When you hear about this kid with an impossible-to-pronounce illness on the news, you may feel bad. You may feel bad for a second, but you don’t give it that much thought. When you hear about a rare disease, it seems far away. It’s rare and it affects OTHER people. It affects people across the country, people you don’t really know. None of these rare diseases can affect YOUR life, right?

 

 

But, unfortunately, it can.

 

You see, I, like so many other people in this world, was once in the same boat. I remember hearing about these things happening to people, but it never connected. It wasn’t something I ever had to worry about.

But your life can change in a second. I was paralyzed within less than twelve hours, affected neck-down. I woke up on August 16th, 2011 with a small pain in my neck but didn’t think much of it. By that evening, I couldn’t walk, sit up, or move my arms. I was in pain. And there was no cure at all; the only treaments I’ve had in an attempt to lessen the lasting damage have been IV prednisone, plasmapheresis, and physical therapy, plus daily medications to control chronic symptoms.

 

I’d been able-bodied for the first thirteen years of my life but suddenly, at thirteen years old, my life was changed forever. I now had to deal with paralysis, weakness, chronic neuropathic pain, chronic fatigue, spasticity… Everything was turned upside-down in just a few hours.

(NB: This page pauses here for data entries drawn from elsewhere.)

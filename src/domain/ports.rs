//! Domain Ports - Driver capability interfaces
//!
//! These traits are the boundary between the lifecycle core and the vendor
//! backends. Drivers implement them; the core only ever consumes them.

use crate::domain::model::{Backup, Snapshot, Volume};
use crate::error::Result;
use async_trait::async_trait;
use serde::{Deserialize, Serialize};
use std::collections::BTreeMap;
use std::sync::Arc;

// =============================================================================
// Connector / Connection Info
// =============================================================================

/// Properties of the host that wants to connect to a volume
#[derive(Debug, Clone, Default, PartialEq, Serialize, Deserialize)]
pub struct ConnectorProperties {
    /// Host name of the initiator
    pub host: String,
    /// iSCSI initiator name, if any
    #[serde(default, skip_serializing_if = "Option::is_none")]
    pub initiator: Option<String>,
    #[serde(default, skip_serializing_if = "Option::is_none")]
    pub ip: Option<String>,
    #[serde(default)]
    pub multipath: bool,
    /// Anything else, forwarded to the driver untouched
    #[serde(flatten)]
    pub extra: BTreeMap<String, serde_json::Value>,
}

impl ConnectorProperties {
    pub fn for_host(host: impl Into<String>) -> Self {
        Self {
            host: host.into(),
            ..Default::default()
        }
    }
}

/// Connection information returned by `initialize_connection`
#[derive(Debug, Clone, Default, PartialEq, Serialize, Deserialize)]
pub struct ConnectionInfo {
    /// Transport, e.g. `iscsi`, `rbd`, `local`
    pub driver_volume_type: String,
    /// Transport specific data; the core adds `qos_specs` and `access_mode`
    #[serde(default)]
    pub data: serde_json::Map<String, serde_json::Value>,
}

// =============================================================================
// Driver Results
// =============================================================================

/// Fields a driver asks the core to persist after an operation
#[derive(Debug, Clone, Default, PartialEq, Serialize, Deserialize)]
pub struct ModelUpdate {
    pub provider_location: Option<String>,
    #[serde(default)]
    pub metadata: BTreeMap<String, String>,
}

impl ModelUpdate {
    pub fn with_location(location: impl Into<String>) -> Self {
        Self {
            provider_location: Some(location.into()),
            metadata: BTreeMap::new(),
        }
    }
}

/// Reference to a pre-existing backend object (`source-name` / `source-id`)
#[derive(Debug, Clone, Default, PartialEq, Eq, PartialOrd, Ord, Hash, Serialize, Deserialize)]
#[serde(transparent)]
pub struct ExistingRef(pub BTreeMap<String, String>);

impl ExistingRef {
    pub fn source_name(name: impl Into<String>) -> Self {
        let mut map = BTreeMap::new();
        map.insert("source-name".to_string(), name.into());
        Self(map)
    }

    pub fn source_id(id: impl Into<String>) -> Self {
        let mut map = BTreeMap::new();
        map.insert("source-id".to_string(), id.into());
        Self(map)
    }

    pub fn is_empty(&self) -> bool {
        self.0.is_empty()
    }

    pub fn name(&self) -> Option<&str> {
        self.0.get("source-name").map(String::as_str)
    }

    pub fn id(&self) -> Option<&str> {
        self.0.get("source-id").map(String::as_str)
    }

    /// The backend identifier this reference points at
    pub fn identifier(&self) -> Option<&str> {
        self.name().or_else(|| self.id())
    }

    /// Smallest value of the reference map, used for sorting
    pub fn sort_value(&self) -> Option<&str> {
        self.0.values().map(String::as_str).min()
    }
}

impl std::fmt::Display for ExistingRef {
    fn fmt(&self, f: &mut std::fmt::Formatter<'_>) -> std::fmt::Result {
        let parts: Vec<String> = self.0.iter().map(|(k, v)| format!("{}={}", k, v)).collect();
        write!(f, "{{{}}}", parts.join(", "))
    }
}

/// One entry of a list-manageable response
#[derive(Debug, Clone, PartialEq, Serialize, Deserialize)]
pub struct ManageableDescriptor {
    pub reference: ExistingRef,
    /// Size in GB
    pub size: u64,
    pub safe_to_manage: bool,
    pub reason_not_safe: Option<String>,
    pub cinder_id: Option<String>,
    pub extra_info: Option<String>,
}

/// Sort key accepted by the list-manageable helpers
#[derive(Debug, Clone, Copy, PartialEq, Eq, Serialize, Deserialize)]
#[serde(rename_all = "lowercase")]
pub enum SortKey {
    Size,
    Reference,
}

/// Sort direction
#[derive(Debug, Clone, Copy, PartialEq, Eq, Default, Serialize, Deserialize)]
#[serde(rename_all = "lowercase")]
pub enum SortDir {
    #[default]
    Asc,
    Desc,
}

/// Pagination and sorting parameters for list-manageable calls
#[derive(Debug, Clone, Default, Serialize, Deserialize)]
pub struct ManageableQuery {
    pub marker: Option<ExistingRef>,
    pub limit: Option<usize>,
    #[serde(default)]
    pub offset: usize,
    #[serde(default)]
    pub sort_keys: Vec<SortKey>,
    #[serde(default)]
    pub sort_dirs: Vec<SortDir>,
}

// =============================================================================
// Backend Stats
// =============================================================================

/// Capacity and capability report for one pool
#[derive(Debug, Clone, PartialEq, Serialize, Deserialize)]
pub struct PoolStats {
    pub pool_name: String,
    pub total_capacity_gb: f64,
    pub free_capacity_gb: f64,
    #[serde(default)]
    pub allocated_capacity_gb: f64,
    #[serde(default)]
    pub provisioned_capacity_gb: f64,
    #[serde(default)]
    pub reserved_percentage: u32,
    #[serde(default = "default_over_subscription")]
    pub max_over_subscription_ratio: f64,
    #[serde(default)]
    pub thin_provisioning_support: bool,
    #[serde(default = "default_true")]
    pub thick_provisioning_support: bool,
    #[serde(default)]
    pub multiattach: bool,
    /// Vendor capabilities matched against type extra specs
    #[serde(default)]
    pub capabilities: BTreeMap<String, String>,
}

fn default_over_subscription() -> f64 {
    20.0
}

fn default_true() -> bool {
    true
}

impl PoolStats {
    pub fn new(pool_name: impl Into<String>, total_capacity_gb: f64, free_capacity_gb: f64) -> Self {
        Self {
            pool_name: pool_name.into(),
            total_capacity_gb,
            free_capacity_gb,
            allocated_capacity_gb: 0.0,
            provisioned_capacity_gb: 0.0,
            reserved_percentage: 0,
            max_over_subscription_ratio: default_over_subscription(),
            thin_provisioning_support: false,
            thick_provisioning_support: true,
            multiattach: false,
            capabilities: BTreeMap::new(),
        }
    }
}

/// Stats report of a whole backend
#[derive(Debug, Clone, PartialEq, Serialize, Deserialize)]
pub struct BackendStats {
    pub volume_backend_name: String,
    pub vendor_name: String,
    pub driver_version: String,
    pub storage_protocol: String,
    pub pools: Vec<PoolStats>,
}

// =============================================================================
// Volume Driver Port
// =============================================================================

/// Capability interface every volume backend implements
#[async_trait]
pub trait VolumeDriver: Send + Sync {
    /// Backend name this driver serves
    fn backend_name(&self) -> &str;

    /// Whether setup completed and the driver accepts calls
    fn is_initialized(&self) -> bool;

    /// Validate configuration and connect to the backend
    async fn do_setup(&self) -> Result<()>;

    /// Create a raw volume
    async fn create_volume(&self, volume: &Volume) -> Result<ModelUpdate>;

    /// Delete a volume; a missing backend object is reported as not found
    async fn delete_volume(&self, volume: &Volume) -> Result<()>;

    /// Grow a volume to `new_size` GB
    async fn extend_volume(&self, volume: &Volume, new_size: u64) -> Result<()>;

    async fn create_snapshot(&self, snapshot: &Snapshot) -> Result<ModelUpdate>;

    async fn delete_snapshot(&self, snapshot: &Snapshot) -> Result<()>;

    async fn create_volume_from_snapshot(
        &self,
        volume: &Volume,
        snapshot: &Snapshot,
    ) -> Result<ModelUpdate>;

    async fn create_cloned_volume(&self, volume: &Volume, src_vref: &Volume) -> Result<ModelUpdate>;

    /// Export a volume to a connector
    async fn initialize_connection(
        &self,
        volume: &Volume,
        connector: &ConnectorProperties,
    ) -> Result<ConnectionInfo>;

    /// Remove an export; `None` removes every export of the volume
    async fn terminate_connection(
        &self,
        volume: &Volume,
        connector: Option<&ConnectorProperties>,
    ) -> Result<()>;

    /// Take over a backend object
    async fn manage_existing(&self, volume: &Volume, existing_ref: &ExistingRef) -> Result<ModelUpdate>;

    /// Size in GB of the backend object a reference points at
    async fn manage_existing_get_size(&self, volume: &Volume, existing_ref: &ExistingRef) -> Result<u64>;

    /// Stop managing a volume, leaving the backend object in place
    async fn unmanage(&self, volume: &Volume) -> Result<()>;

    /// List backend volumes that could be managed
    async fn get_manageable_volumes(
        &self,
        cinder_volumes: &[Volume],
        query: &ManageableQuery,
    ) -> Result<Vec<ManageableDescriptor>>;

    /// List backend snapshots that could be managed
    async fn get_manageable_snapshots(
        &self,
        _cinder_snapshots: &[Snapshot],
        _query: &ManageableQuery,
    ) -> Result<Vec<ManageableDescriptor>> {
        Ok(Vec::new())
    }

    /// Capacity and capability report
    async fn get_volume_stats(&self, refresh: bool) -> Result<BackendStats>;
}

// =============================================================================
// Backup Driver Port
// =============================================================================

/// Device a backup reads from or a restore writes to
#[derive(Debug, Clone, PartialEq, Serialize, Deserialize)]
pub struct BackupDevice {
    /// Volume record behind the device (the source or a temporary clone)
    pub volume_id: String,
    /// Whether the device is a temporary clone owned by the backup
    pub is_temporary: bool,
    /// Connection established for the duration of the operation
    pub connection: Option<ConnectionInfo>,
}

/// Interface of a backup service driver
#[async_trait]
pub trait BackupDriver: Send + Sync {
    /// Name recorded on backups produced by this driver
    fn service_name(&self) -> &str;

    /// Whether the backup service is up
    fn is_working(&self) -> bool;

    async fn backup(&self, backup: &Backup, device: &BackupDevice) -> Result<()>;

    async fn restore(&self, backup: &Backup, device: &BackupDevice) -> Result<()>;

    /// Remove backup data; missing data is reported as not found
    async fn delete_backup(&self, backup: &Backup) -> Result<()>;
}

// =============================================================================
// Type Aliases for Arc'd Traits
// =============================================================================

pub type VolumeDriverRef = Arc<dyn VolumeDriver>;
pub type BackupDriverRef = Arc<dyn BackupDriver>;

impl std::fmt::Debug for dyn VolumeDriver {
    fn fmt(&self, f: &mut std::fmt::Formatter<'_>) -> std::fmt::Result {
        f.debug_struct("VolumeDriver")
            .field("backend_name", &self.backend_name())
            .finish_non_exhaustive()
    }
}

impl std::fmt::Debug for dyn BackupDriver {
    fn fmt(&self, f: &mut std::fmt::Formatter<'_>) -> std::fmt::Result {
        f.debug_struct("BackupDriver")
            .field("service_name", &self.service_name())
            .finish_non_exhaustive()
    }
}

I had never heard of Transverse Myelitis before then. No one I knew had, either. We had never heard of it because it’s so rare; even most doctors rarely seem to know what it is or much about it.

holiday traditions
Sarah Todd and I with our books, which we wrote to raise awareness

 

I don’t share this for pity. I don’t want that at all! And I think I speak for most of us with rare diseases when I say that. All we really want is understanding. Awareness. We’re not just people across the country or the world. We’re not just people you hear about on TV. We’re very, very real. Our lives are real. Our struggles are real. We shouldn’t be people you feel bad for temporarily, but then forget about two seconds later. We deserve more appreciation, more awareness, more attention than we get. Rare diseases aren’t something you can just turn your back on. They’re not something you can just brush off. You may not think they could impact your life, but trust me. They very well could.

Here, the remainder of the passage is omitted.